It is also something of an inconvenience that Peirce neglects to say much
about a taxonomy of diagrams. In a circa 1895 text that sketches four steps of
deductive reasoning, Peirce does invoke “a diagram, or visual image, whether
composed of lines, like a geometric figure, or an array of signs, like an algebraic
formula, or of a mixed nature, like a graph” that is constructed “so as to embody
in iconic form, the state of things asserted in the premise,” but he assumes it
“exists only in the imagination” (Peirce 1976a, 4: 275). Stjernfelt rightly remarks
that pure diagrams must be coextensive with mathematics, which means
that considering them also entails thinking about the nature of mathematics
(Stjernfelt 2007: 111–112).

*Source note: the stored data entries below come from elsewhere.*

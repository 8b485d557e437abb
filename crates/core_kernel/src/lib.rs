//! Core Kernel - Foundational types for the motor insurance core
//!
//! This crate provides the building blocks shared by the rating, policy and
//! claims domains:
//! - Money types with precise decimal arithmetic (no binary floating point)
//! - Temporal helpers: coverage date ranges, business time zone, injectable clock
//! - Strongly-typed identifiers and human-readable document numbers
//! - Port traits for record stores and sequence generators

pub mod money;
pub mod temporal;
pub mod identifiers;
pub mod numbering;
pub mod ports;
pub mod error;

pub use money::{Money, Currency, MoneyError, Rate};
pub use temporal::{Clock, DateRange, ManualClock, SystemClock, TemporalError, Timezone};
pub use identifiers::{
    QuoteId, PolicyId, PolicyCoverageId, EndorsementId, ClaimId, ClaimDocumentId,
    ThirdPartyId, ClaimHistoryId, ClientId, DistributorId, ProductId, CoverageId,
    VehicleCategoryId, VehicleMakeId, VehicleModelId,
};
pub use numbering::{DocumentKind, DocumentNumber, NumberingError, NumberingPeriod};
pub use ports::{DomainPort, PortError, Record, RecordStore, SequenceGenerator, ServiceContext};
pub use error::{CoreError, ErrorKind};
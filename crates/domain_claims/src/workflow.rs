//! Claims workflow: status set and transition table

use serde::{Deserialize, Serialize};
use std::fmt;

/// Claim status
#[derive(Debug, Clone, Copy, PartialEq, Eq, Hash, Serialize, Deserialize)]
pub enum ClaimStatus {
    /// Being captured, still editable
    Draft,
    /// Declared by the insured
    Submitted,
    UnderReview,
    /// An expert has been assigned
    Investigating,
    Approved,
    Rejected,
    /// Payment made
    Settled,
    Closed,
}

impl ClaimStatus {
    /// Returns true once no further adjudication can happen
    pub fn is_terminal(&self) -> bool {
        matches!(self, ClaimStatus::Rejected | ClaimStatus::Settled | ClaimStatus::Closed)
    }
}

impl fmt::Display for ClaimStatus {
    fn fmt(&self, f: &mut fmt::Formatter<'_>) -> fmt::Result {
        write!(f, "{:?}", self)
    }
}

/// Operations that move (or may move) a claim through the workflow
#[derive(Debug, Clone, Copy, PartialEq, Eq, Hash, Serialize, Deserialize)]
pub enum ClaimAction {
    Submit,
    StartReview,
    AssignExpert,
    SubmitExpertise,
    Approve,
    Reject,
    Settle,
    Close,
    Update,
}

impl ClaimAction {
    /// Status a claim in `from` ends up in after this action, if allowed
    pub fn target(&self, from: ClaimStatus) -> Option<ClaimStatus> {
        use ClaimStatus::*;
        match (self, from) {
            (ClaimAction::Submit, Draft) => Some(Submitted),
            (ClaimAction::StartReview, Submitted) => Some(UnderReview),
            (ClaimAction::AssignExpert, UnderReview | Investigating) => Some(Investigating),
            (ClaimAction::SubmitExpertise, Investigating) => Some(Investigating),
            (ClaimAction::Approve, UnderReview | Investigating) => Some(Approved),
            (ClaimAction::Reject, status) if !status.is_terminal() => Some(Rejected),
            (ClaimAction::Settle, Approved) => Some(Settled),
            (ClaimAction::Close, Settled | Rejected) => Some(Closed),
            (ClaimAction::Update, Draft) => Some(Draft),
            _ => None,
        }
    }

    /// Name of the status this action aims for, for error messages
    pub fn target_name(&self) -> &'static str {
        match self {
            ClaimAction::Submit => "Submitted",
            ClaimAction::StartReview => "UnderReview",
            ClaimAction::AssignExpert | ClaimAction::SubmitExpertise => "Investigating",
            ClaimAction::Approve => "Approved",
            ClaimAction::Reject => "Rejected",
            ClaimAction::Settle => "Settled",
            ClaimAction::Close => "Closed",
            ClaimAction::Update => "Draft",
        }
    }
}
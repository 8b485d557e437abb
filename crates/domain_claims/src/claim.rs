//! Claim aggregate
//!
//! A claim is a shared record (numbers, dates, amounts, adjudication fields,
//! documents, history) plus a closed [`ClaimKind`] carrying the
//! product-specific part. All status changes go through
//! [`ClaimAction::target`], so the transition table lives in one place.

use chrono::{DateTime, NaiveDate, Utc};
use serde::{Deserialize, Serialize};

use core_kernel::{
    ClaimDocumentId, ClaimId, ClientId, DateRange, DocumentNumber, Money, PolicyId, Record,
    ThirdPartyId,
};

use crate::documents::{ClaimDocument, NewDocument};
use crate::error::ClaimError;
use crate::history::{ClaimHistory, HistoryAction};
use crate::ports::InsuredPolicy;
use crate::third_party::{ThirdParty, ThirdPartyDetails};
use crate::workflow::{ClaimAction, ClaimStatus};

/// Type of motor loss
#[derive(Debug, Clone, Copy, PartialEq, Eq, Hash, Serialize, Deserialize)]
pub enum MotorClaimType {
    Accident,
    Theft,
    Fire,
    Vandalism,
    NaturalDisaster,
    GlassBreakage,
    Other,
}

/// Motor-specific incident details
#[derive(Debug, Clone, PartialEq, Eq, Serialize, Deserialize)]
pub struct MotorClaimDetails {
    pub claim_type: MotorClaimType,
    pub has_injuries: bool,
    pub injury_count: u32,
    /// A constat or police report exists
    pub has_police_report: bool,
    pub police_report_number: Option<String>,
    pub police_station: Option<String>,
}

impl MotorClaimDetails {
    pub fn new(claim_type: MotorClaimType) -> Self {
        Self {
            claim_type,
            has_injuries: false,
            injury_count: 0,
            has_police_report: false,
            police_report_number: None,
            police_station: None,
        }
    }
}

/// Product-specific part of a claim
#[derive(Debug, Clone, PartialEq, Eq, Serialize, Deserialize)]
pub enum ClaimKind {
    Motor {
        details: MotorClaimDetails,
        third_parties: Vec<ThirdParty>,
    },
}

impl ClaimKind {
    pub fn product_type(&self) -> &'static str {
        match self {
            ClaimKind::Motor { .. } => "Motor",
        }
    }

    pub fn third_parties(&self) -> &[ThirdParty] {
        match self {
            ClaimKind::Motor { third_parties, .. } => third_parties,
        }
    }

    fn third_parties_mut(&mut self) -> &mut Vec<ThirdParty> {
        match self {
            ClaimKind::Motor { third_parties, .. } => third_parties,
        }
    }
}

/// Input to `ClaimService::create`
#[derive(Debug, Clone, PartialEq, Eq, Serialize, Deserialize)]
pub struct ClaimRequest {
    pub policy_id: PolicyId,
    pub claim_date: NaiveDate,
    pub location: String,
    pub description: String,
    pub circumstances: Option<String>,
    pub claimed_amount: Money,
    pub motor: MotorClaimDetails,
    pub third_parties: Vec<ThirdPartyDetails>,
}

/// Editable fields of a draft claim
#[derive(Debug, Clone, PartialEq, Eq, Serialize, Deserialize)]
pub struct ClaimUpdate {
    pub claim_date: NaiveDate,
    pub location: String,
    pub description: String,
    pub circumstances: Option<String>,
    pub claimed_amount: Money,
    pub motor: MotorClaimDetails,
}

/// Expert assignment
#[derive(Debug, Clone, PartialEq, Eq, Serialize, Deserialize)]
pub struct ExpertAssignment {
    pub expert_name: String,
    pub expertise_date: NaiveDate,
    pub notes: Option<String>,
}

/// Expert's report
#[derive(Debug, Clone, PartialEq, Eq, Serialize, Deserialize)]
pub struct Expertise {
    pub estimated_amount: Money,
    pub report: String,
    pub recommended_deductible: Option<Money>,
}

/// Approval decision
#[derive(Debug, Clone, PartialEq, Eq, Serialize, Deserialize)]
pub struct Approval {
    pub approved_amount: Money,
    pub deductible: Money,
    pub comments: Option<String>,
}

/// Settlement payment
#[derive(Debug, Clone, PartialEq, Eq, Serialize, Deserialize)]
pub struct Settlement {
    pub payment_reference: String,
    pub payment_method: String,
    pub settlement_date: NaiveDate,
    pub comments: Option<String>,
}

fn ensure_not_negative(amount: &Money, field: &str) -> Result<(), ClaimError> {
    if amount.is_negative() {
        return Err(ClaimError::validation(format!("{} cannot be negative", field)));
    }
    Ok(())
}

fn ensure_covered(claim_date: NaiveDate, period: &DateRange) -> Result<(), ClaimError> {
    if !period.contains(claim_date) {
        return Err(ClaimError::OutOfCoveragePeriod(claim_date.to_string()));
    }
    Ok(())
}

/// A claim against a motor policy
#[derive(Debug, Clone, Serialize, Deserialize)]
pub struct Claim {
    id: ClaimId,
    /// `SIN-YYYY-MM-NNNN`
    claim_number: DocumentNumber,
    policy_id: PolicyId,
    policy_number: String,
    client_id: ClientId,
    /// Date of loss
    claim_date: NaiveDate,
    reported_date: DateTime<Utc>,
    location: String,
    description: String,
    circumstances: Option<String>,
    status: ClaimStatus,
    kind: ClaimKind,
    claimed_amount: Money,
    estimated_amount: Option<Money>,
    approved_amount: Option<Money>,
    deductible: Option<Money>,
    /// approved_amount - deductible
    net_payable_amount: Option<Money>,
    assigned_expert: Option<String>,
    expertise_date: Option<NaiveDate>,
    expertise_report: Option<String>,
    approval_date: Option<DateTime<Utc>>,
    approved_by: Option<String>,
    settlement_date: Option<NaiveDate>,
    payment_reference: Option<String>,
    payment_method: Option<String>,
    closed_date: Option<DateTime<Utc>>,
    rejection_reason: Option<String>,
    internal_notes: Option<String>,
    documents: Vec<ClaimDocument>,
    history: Vec<ClaimHistory>,
    version: u64,
    created_at: DateTime<Utc>,
    updated_at: DateTime<Utc>,
}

On the other hand, applied or token diagrams come in
many stripes and – as demonstrated by the often-cited studies of Alan Blackwell
and Yuri Engelhardt – there is little agreement amongst thinkers across disciplines
concerning their salient qualities (Blackwell and Englehardt 1998).2 Stjernfelt
remarks somewhat laconically that “the construction of a rational taxonomy of
diagrams will be a major future challenge for (not only) Peircean semiotics”
(Stjernfelt 2007: 111). I will eventually suggest that one way to avoid interminable
debates about the nature of diagrams is to adopt a cognitive systemic view that
obviates many of the problems and vagaries of taxonomy.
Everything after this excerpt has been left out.